Quando Comar terminou de negociar os detalhes da distribuição dos refugiados no Cáucaso com os nobres vindos do Ducado de Malen e das cidades-estado de Mein e Susol, o baile já estava pela metade. Como previsto por Comar e pelo ministro do Interior, todos os nobres representados preferiam ficar nos três países, evitando a longínqua e árida região do Cáucaso. Isso deixou Comar satisfeito, pois, caso fossem ao Cáucaso, teriam grande influência sobre os plebeus – antigos súditos – o que dificultaria seu controle sobre a população local. Ao exagerar, propositalmente, as dificuldades do Cáucaso, Comar convenceu de vez os representantes nobres, pedindo ainda que não propagassem essas dificuldades, facilitando assim o trabalho posterior. Todos juraram manter segredo.
Ao sair do salão de descanso com os representantes nobres, conversando animadamente, Comar foi surpreendido pela atmosfera tensa no salão principal. O ministro do Interior, sempre tão elegante, agora estava sério, escutando atentamente o relato de dois oficiais da Guarda Real ao seu lado. Outros convidados também pareciam ter tomado conhecimento de alguma notícia, agrupando-se em discussões acaloradas; damas cobriam a boca em exclamações exageradas, tomadas pelo medo diante do que ouviam.
“O que está acontecendo?” Comar ergueu as sobrancelhas enquanto aceitava um copo de uísque de pinho do garçom e perguntou em voz baixa à dama elegantemente vestida que passava.
“Aconteceu uma tragédia. O mago Melon desapareceu ontem à noite e não foi visto o dia todo.

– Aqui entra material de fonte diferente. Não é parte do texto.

//! Composite key derivation.
//!
//! A composite key is a pure function of the namespace epoch, the prefix,
//! the logical key and the versions of the tags the entry depends on.
//! Bumping any of those inputs yields a different key, which is the whole
//! invalidation mechanism: stale entries are never deleted, only orphaned.

use base64::Engine;
use base64::engine::general_purpose::URL_SAFE_NO_PAD;
use sha2::{Digest, Sha256};
use tagcache_core::{CompositeKey, Epoch, Result, Tag, TagSet};

use crate::tags::TagVersionStore;

/// Derives composite keys from live tag versions.
#[derive(Debug, Clone)]
pub struct KeyDeriver {
    tags: TagVersionStore,
}

impl KeyDeriver {
    pub fn new(tags: TagVersionStore) -> Self {
        Self { tags }
    }

    /// Derives the key for `key` under `epoch` and `prefix`.
    ///
    /// Reading each tag's version also marks the tag as in use, so garbage
    /// collection keeps tags that live entries depend on.
    ///
    /// # Errors
    ///
    /// Only backing store failures while reading tag versions.
    pub async fn derive(
        &self,
        epoch: Epoch,
        prefix: &str,
        key: &str,
        tags: &TagSet,
    ) -> Result<CompositeKey> {
        let versions = self.tags.versions(tags).await?;
        Ok(compose(epoch, prefix, key, &versions))
    }

    pub fn tag_versions(&self) -> &TagVersionStore {
        &self.tags
    }
}

/// Builds a composite key from an already read version snapshot.
///
/// Tags are sorted here as well, so callers may pass the snapshot in any
/// order.
///
/// The hashed descriptor is the JSON array
/// `[prefix, key, [tag, ...], [version, ...]]`, not the plain concatenation
/// of those fields. Keys composed here therefore never match keys written
/// by an implementation that hashes the concatenated form, and instances of
/// both kinds must not share a store expecting to read each other's
/// entries.
pub fn compose(epoch: Epoch, prefix: &str, key: &str, versions: &[(Tag, u64)]) -> CompositeKey {
    let mut sorted: Vec<&(Tag, u64)> = versions.iter().collect();
    sorted.sort_by(|a, b| a.0.cmp(&b.0));
    sorted.dedup_by(|a, b| a.0 == b.0);

    let names: Vec<&str> = sorted.iter().map(|(tag, _)| tag.as_str()).collect();
    let numbers: Vec<u64> = sorted.iter().map(|(_, version)| *version).collect();

    // JSON keeps field boundaries explicit: ("a:b", "c") and ("a", "b:c")
    // cannot produce the same descriptor.
    let descriptor = serde_json::json!([prefix, key, names, numbers]).to_string();
    let digest = Sha256::digest(descriptor.as_bytes());

    CompositeKey::from_parts(epoch, &URL_SAFE_NO_PAD.encode(digest))
}

#[cfg(test)]
mod tests {
    use super::*;
    use crate::clock::ManualClock;
    use proptest::prelude::*;
    use std::sync::Arc;
    use tagcache_store::MemoryStore;

    fn snapshot(pairs: &[(&str, u64)]) -> Vec<(Tag, u64)> {
        pairs.iter().map(|(t, v)| (Tag::new(*t), *v)).collect()
    }

    #[test]
    fn test_key_shape() {
        let key = compose(Epoch::new(12), "app", "profile", &snapshot(&[("user:42", 1)]));

        assert!(key.as_str().starts_with("NAMESPACE:12:"));
        assert_eq!(key.epoch(), Some(Epoch::new(12)));
        // 32 bytes of SHA-256, base64 without padding.
        let digest = key.digest().unwrap();
        assert_eq!(digest.len(), 43);
        assert!(!digest.contains('='));
        assert!(!digest.contains('+') && !digest.contains('/'));
    }

    #[test]
    fn test_deterministic() {
        let versions = snapshot(&[("a", 1), ("b", 3)]);
        assert_eq!(
            compose(Epoch::new(1), "", "k", &versions),
            compose(Epoch::new(1), "", "k", &versions)
        );
    }

    #[test]
    fn test_every_input_changes_the_key() {
        let base = compose(Epoch::new(1), "p", "k", &snapshot(&[("a", 1)]));

        assert_ne!(base, compose(Epoch::new(2), "p", "k", &snapshot(&[("a", 1)])));
        assert_ne!(base, compose(Epoch::new(1), "q", "k", &snapshot(&[("a", 1)])));
        assert_ne!(base, compose(Epoch::new(1), "p", "j", &snapshot(&[("a", 1)])));
        assert_ne!(base, compose(Epoch::new(1), "p", "k", &snapshot(&[("a", 2)])));
        assert_ne!(base, compose(Epoch::new(1), "p", "k", &snapshot(&[("b", 1)])));
        assert_ne!(base, compose(Epoch::new(1), "p", "k", &[]));
    }

    #[test]
    fn test_field_boundaries_do_not_alias() {
        let left = compose(Epoch::new(1), "a:b", "c", &[]);
        let right = compose(Epoch::new(1), "a", "b:c", &[]);
        assert_ne!(left, right);

        let left = compose(Epoch::new(1), "", "k", &snapshot(&[("a", 11)]));
        let right = compose(Epoch::new(1), "", "k", &snapshot(&[("a1", 1)]));
        assert_ne!(left, right);
    }

    #[test]
    fn test_digest_covers_json_descriptor() {
        let key = compose(Epoch::new(7), "app", "profile", &snapshot(&[("b", 2), ("a", 1)]));

        let json = Sha256::digest(br#"["app","profile",["a","b"],[1,2]]"#);
        assert_eq!(key.digest(), Some(URL_SAFE_NO_PAD.encode(json).as_str()));

        let concatenated = Sha256::digest(b"appprofileab12");
        assert_ne!(key.digest(), Some(URL_SAFE_NO_PAD.encode(concatenated).as_str()));
    }

    #[tokio::test]
    async fn test_derive_reads_and_touches_versions() {
        let store = MemoryStore::new();
        let clock = ManualClock::new(500);
        let tags = TagVersionStore::new(Arc::new(store), Arc::new(clock));
        let deriver = KeyDeriver::new(tags.clone());

        let set = TagSet::from_iter(["posts", "user:1"]);
        let derived = deriver.derive(Epoch::new(3), "", "feed", &set).await.unwrap();

        assert_eq!(
            derived,
            compose(
                Epoch::new(3),
                "",
                "feed",
                &snapshot(&[("posts", 1), ("user:1", 1)])
            )
        );
        assert_eq!(
            tags.last_touched(&Tag::new("posts")).await.unwrap(),
            Some(500)
        );
    }

    proptest! {
        #[test]
        fn prop_order_independent(
            mut pairs in proptest::collection::btree_map("[a-z:]{1,8}", 1u64..50, 0..6)
                .prop_map(|m| m.into_iter().collect::<Vec<_>>()),
            seed in any::<u64>(),
        ) {
            let original: Vec<(Tag, u64)> =
                pairs.iter().map(|(t, v)| (Tag::new(t.clone()), *v)).collect();
            let expected = compose(Epoch::new(9), "pre", "key", &original);

            // Deterministic shuffle driven by the seed.
            let len = pairs.len().max(1);
            pairs.rotate_left((seed as usize) % len);
            pairs.reverse();
            let shuffled: Vec<(Tag, u64)> =
                pairs.iter().map(|(t, v)| (Tag::new(t.clone()), *v)).collect();

            prop_assert_eq!(compose(Epoch::new(9), "pre", "key", &shuffled), expected);
        }
    }
}
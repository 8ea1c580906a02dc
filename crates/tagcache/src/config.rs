//! Cache and garbage collection configuration.

use std::time::Duration;

use serde::{Deserialize, Serialize};
use tagcache_core::keyspace::{
    DEFAULT_REFRESH_WINDOW_SECS, DEFAULT_STALE_AFTER_SECS, DEFAULT_TTL_SECS,
};
use tagcache_core::{Result, TagCacheError};
use tagcache_store::StoreConfig;

/// Configuration for tag metadata garbage collection.
#[derive(Debug, Clone, PartialEq, Eq, Serialize, Deserialize)]
pub struct GcConfig {
    /// Minimum time between two sweeps across all instances, in seconds.
    /// Also the TTL of the marker key and the scheduler period.
    #[serde(default = "default_refresh_window_secs")]
    pub refresh_window_secs: u64,

    /// Idle time after which a tag is forgotten, in seconds.
    #[serde(default = "default_stale_after_secs")]
    pub stale_after_secs: u64,
}

fn default_refresh_window_secs() -> u64 {
    DEFAULT_REFRESH_WINDOW_SECS
}

fn default_stale_after_secs() -> u64 {
    DEFAULT_STALE_AFTER_SECS
}

impl Default for GcConfig {
    fn default() -> Self {
        Self {
            refresh_window_secs: DEFAULT_REFRESH_WINDOW_SECS,
            stale_after_secs: DEFAULT_STALE_AFTER_SECS,
        }
    }
}

impl GcConfig {
    pub fn refresh_window(&self) -> Duration {
        Duration::from_secs(self.refresh_window_secs)
    }

    pub fn stale_after(&self) -> Duration {
        Duration::from_secs(self.stale_after_secs)
    }

    pub fn validate(&self) -> Result<()> {
        if self.refresh_window_secs == 0 {
            return Err(TagCacheError::invalid_config(
                "gc.refresh_window_secs",
                "must be positive",
            ));
        }
        if self.stale_after_secs == 0 {
            return Err(TagCacheError::invalid_config(
                "gc.stale_after_secs",
                "must be positive",
            ));
        }
        Ok(())
    }
}

/// Top-level cache configuration, usually read from a settings file.
#[derive(Debug, Clone, Serialize, Deserialize)]
#[serde(default)]
pub struct TagCacheConfig {
    /// Separator for independent logical caches sharing one store.
    pub prefix: String,

    /// TTL applied when `save` is called without one, in seconds.
    pub default_ttl_secs: u64,

    /// Garbage collection settings.
    pub gc: GcConfig,

    /// Backing store connection.
    pub store: StoreConfig,
}

impl Default for TagCacheConfig {
    fn default() -> Self {
        Self {
            prefix: String::new(),
            default_ttl_secs: DEFAULT_TTL_SECS,
            gc: GcConfig::default(),
            store: StoreConfig::default(),
        }
    }
}

impl TagCacheConfig {
    pub fn default_ttl(&self) -> Duration {
        Duration::from_secs(self.default_ttl_secs)
    }

    /// Checks every section.
    pub fn validate(&self) -> Result<()> {
        if self.default_ttl_secs == 0 {
            return Err(TagCacheError::invalid_config(
                "default_ttl_secs",
                "must be positive",
            ));
        }
        self.gc.validate()?;
        if self.default_ttl_secs > self.gc.stale_after_secs {
            return Err(TagCacheError::invalid_config(
                "default_ttl_secs",
                "must not exceed gc.stale_after_secs",
            ));
        }
        self.store
            .validate()
            .map_err(|e| TagCacheError::invalid_config("store", e.to_string()))
    }
}
//! tagcache server binary.

use anyhow::Context;
use tagcache::TagCache;
use tagcache_server::{AppState, Settings, metrics::init_metrics, run_server};
use tracing_subscriber::{EnvFilter, layer::SubscriberExt, util::SubscriberInitExt};

#[tokio::main]
async fn main() -> anyhow::Result<()> {
    tracing_subscriber::registry()
        .with(EnvFilter::try_from_default_env().unwrap_or_else(|_| EnvFilter::new("info")))
        .with(tracing_subscriber::fmt::layer())
        .init();

    let settings = Settings::load().context("failed to load settings")?;
    let addr = settings.server.addr()?;

    tracing::info!("Starting tagcache server v{}", env!("CARGO_PKG_VERSION"));
    tracing::info!("Store: {}", settings.cache.store.endpoint());
    tracing::info!("Prefix: '{}'", settings.cache.prefix);

    let prometheus = init_metrics().context("failed to install metrics recorder")?;

    // An unreachable store is not fatal: the cache runs disabled.
    let cache = TagCache::builder()
        .from_config(&settings.cache)
        .connect_with(&settings.cache.store)
        .await
        .context("invalid cache settings")?;

    if cache.is_connected() {
        tracing::info!("Cache connected");
    } else {
        tracing::warn!(state = %cache.state(), "Cache disabled, serving misses");
    }

    let state = AppState::new(cache);
    let _gc = state.cache().start_gc_scheduler();

    run_server(addr, state, prometheus).await?;

    Ok(())
}
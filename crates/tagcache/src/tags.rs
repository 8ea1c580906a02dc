//! Per-tag version counters and last-touched timestamps.

use std::sync::Arc;

use tagcache_core::keyspace::{INITIAL_TAG_VERSION, TAGS_KEY, TIME_KEY};
use tagcache_core::{Result, Tag, TagCacheError, TagSet};
use tagcache_store::{KeyValueStore, parse_counter};
use tracing::debug;

use crate::clock::Clock;

/// Version counters for tags, persisted in the backing store.
///
/// Two hashes back this store: `TAGS` (tag -> version) and `TIME`
/// (tag -> unix seconds of last use). They are updated independently;
/// timestamps only gate garbage collection, never key derivation.
///
/// Cloning is cheap and clones share the same store.
#[derive(Debug, Clone)]
pub struct TagVersionStore {
    store: Arc<dyn KeyValueStore>,
    clock: Arc<dyn Clock>,
}

impl TagVersionStore {
    /// Creates a version store over `store`, stamping times with `clock`.
    pub fn new(store: Arc<dyn KeyValueStore>, clock: Arc<dyn Clock>) -> Self {
        Self { store, clock }
    }

    /// Reads a tag's version and refreshes its last-touched time.
    ///
    /// This is one combined operation: every read counts as use, which
    /// keeps tags that live keys depend on out of reach of garbage
    /// collection. An unseen tag is initialized to version 1 only if no
    /// other writer created the field in the meantime; a bump that lands
    /// between the miss and the initialization is never overwritten.
    pub async fn get_version(&self, tag: &Tag) -> Result<u64> {
        let version = match self.read_version(tag).await? {
            Some(version) => version,
            None => self.initialize(tag).await?,
        };

        self.touch(tag).await?;
        Ok(version)
    }

    async fn read_version(&self, tag: &Tag) -> Result<Option<u64>> {
        let raw = self
            .store
            .hget(TAGS_KEY, tag.as_str())
            .await
            .map_err(|e| e.during("hget"))?;
        match raw {
            Some(raw) => Ok(Some(to_version(tag, parse_counter(TAGS_KEY, &raw)?)?)),
            None => Ok(None),
        }
    }

    async fn initialize(&self, tag: &Tag) -> Result<u64> {
        let created = self
            .store
            .hset_nx(
                TAGS_KEY,
                tag.as_str(),
                INITIAL_TAG_VERSION.to_string().as_bytes(),
            )
            .await
            .map_err(|e| e.during("hsetnx"))?;

        if created {
            debug!(tag = %tag, "Initialized tag version");
            return Ok(INITIAL_TAG_VERSION);
        }

        // Lost to a concurrent writer; its value wins. A field that vanished
        // again (forgotten by GC) reads as the initial version.
        Ok(self
            .read_version(tag)
            .await?
            .unwrap_or(INITIAL_TAG_VERSION))
    }

    /// Atomically increments a tag's version and returns the new value.
    ///
    /// An unseen tag counts as being at version 1, so its first bump
    /// returns 2. Entries derived before the tag was forgotten by garbage
    /// collection used version 1 or later, and must not match afterwards.
    pub async fn bump_version(&self, tag: &Tag) -> Result<u64> {
        let mut version = self
            .store
            .hincr(TAGS_KEY, tag.as_str(), 1)
            .await
            .map_err(|e| e.during("hincr"))?;

        if version == INITIAL_TAG_VERSION as i64 {
            version = self
                .store
                .hincr(TAGS_KEY, tag.as_str(), 1)
                .await
                .map_err(|e| e.during("hincr"))?;
        }

        self.touch(tag).await?;
        debug!(tag = %tag, version = version, "Tag version bumped");
        to_version(tag, version)
    }

    /// Reads the version of every tag in the set, in set order.
    pub async fn versions(&self, tags: &TagSet) -> Result<Vec<(Tag, u64)>> {
        let mut versions = Vec::with_capacity(tags.len());
        for tag in tags {
            versions.push((tag.clone(), self.get_version(tag).await?));
        }
        Ok(versions)
    }

    /// Returns when the tag was last read or bumped, without touching it.
    pub async fn last_touched(&self, tag: &Tag) -> Result<Option<u64>> {
        let raw = self
            .store
            .hget(TIME_KEY, tag.as_str())
            .await
            .map_err(|e| e.during("hget"))?;
        Ok(raw.and_then(|raw| parse_timestamp(&raw)))
    }

    /// Deletes both the version and the timestamp of a tag.
    ///
    /// Returns true if a version was present.
    pub async fn forget(&self, tag: &str) -> Result<bool> {
        let had_version = self
            .store
            .hdel(TAGS_KEY, tag)
            .await
            .map_err(|e| e.during("hdel"))?;
        self.store
            .hdel(TIME_KEY, tag)
            .await
            .map_err(|e| e.during("hdel"))?;
        Ok(had_version)
    }

    /// The clock timestamps are taken from.
    pub fn clock(&self) -> &Arc<dyn Clock> {
        &self.clock
    }

    async fn touch(&self, tag: &Tag) -> Result<()> {
        let now = self.clock.now();
        self.store
            .hset(TIME_KEY, tag.as_str(), now.to_string().as_bytes())
            .await
            .map_err(|e| e.during("hset"))?;
        Ok(())
    }
}

/// Parses a `TIME` entry. Returns None for anything that is not unix seconds.
pub(crate) fn parse_timestamp(raw: &[u8]) -> Option<u64> {
    std::str::from_utf8(raw).ok()?.trim().parse().ok()
}

fn to_version(tag: &Tag, raw: i64) -> Result<u64> {
    u64::try_from(raw)
        .ok()
        .filter(|v| *v >= INITIAL_TAG_VERSION)
        .ok_or_else(|| {
            TagCacheError::internal(format!("tag '{}' has invalid version {}", tag, raw))
        })
}
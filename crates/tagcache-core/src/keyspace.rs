//! Persisted keyspace shared by every tagcache instance.
//!
//! These names must not change: independently deployed instances pointed
//! at the same backing store cooperate only through them.

/// String key holding the current namespace epoch.
pub const NAMESPACE_KEY: &str = "NAMESPACE";

/// Hash key mapping tag name to its version counter.
pub const TAGS_KEY: &str = "TAGS";

/// Hash key mapping tag name to its last-touched unix timestamp.
pub const TIME_KEY: &str = "TIME";

/// String key used as the garbage collection single-flight marker.
pub const REFRESH_KEY: &str = "REFRESH";

/// Leading segment of every composite payload key.
pub const KEY_MARKER: &str = "NAMESPACE";

/// Default payload time-to-live in seconds.
pub const DEFAULT_TTL_SECS: u64 = 3600;

/// Default garbage collection window in seconds (also the marker TTL).
pub const DEFAULT_REFRESH_WINDOW_SECS: u64 = 7200;

/// Default idle time after which tag metadata is forgotten, in seconds.
pub const DEFAULT_STALE_AFTER_SECS: u64 = 86_400;

/// Version assigned to a tag the first time it is seen.
pub const INITIAL_TAG_VERSION: u64 = 1;

/// Longest payload time-to-live accepted, in seconds (one year).
pub const MAX_TTL_SECS: u64 = 365 * 86_400;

Seus guardas reportaram o fato à Guarda Real de Versalhes, que intensificou a vigilância e, junto com a cavalaria da guarda, realizou buscas nos arredores. Encontraram o corpo do mago Melon a cinco quilômetros daqui, num campo, já reduzido a cinzas. Detalhes ainda não se sabem.” Embora o tom de Kaguia fosse leve, Comar percebeu certa preocupação em seu olhar. Ele se surpreendeu com a rapidez e eficiência da Guarda Real em localizar vestígios em apenas um dia. Felizmente, tomara precauções ao partir, dificultando qualquer descoberta. Não se preocupou mais com isso.
“O mago Melon?” Comar fingiu surpresa.
“Sim. Ele foi contratado por meu pai como mago da corte, vinculado à Igreja da Luz, dotado de poderes mágicos excepcionais. Ninguém imaginava que terminaria reduzido a cinzas num campo aberto. Não se sabe se foi por um erro em algum ritual ou por outro acidente. É simplesmente inacreditável.” Kaguia deu de ombros, supondo que Comar não conhecesse o mago.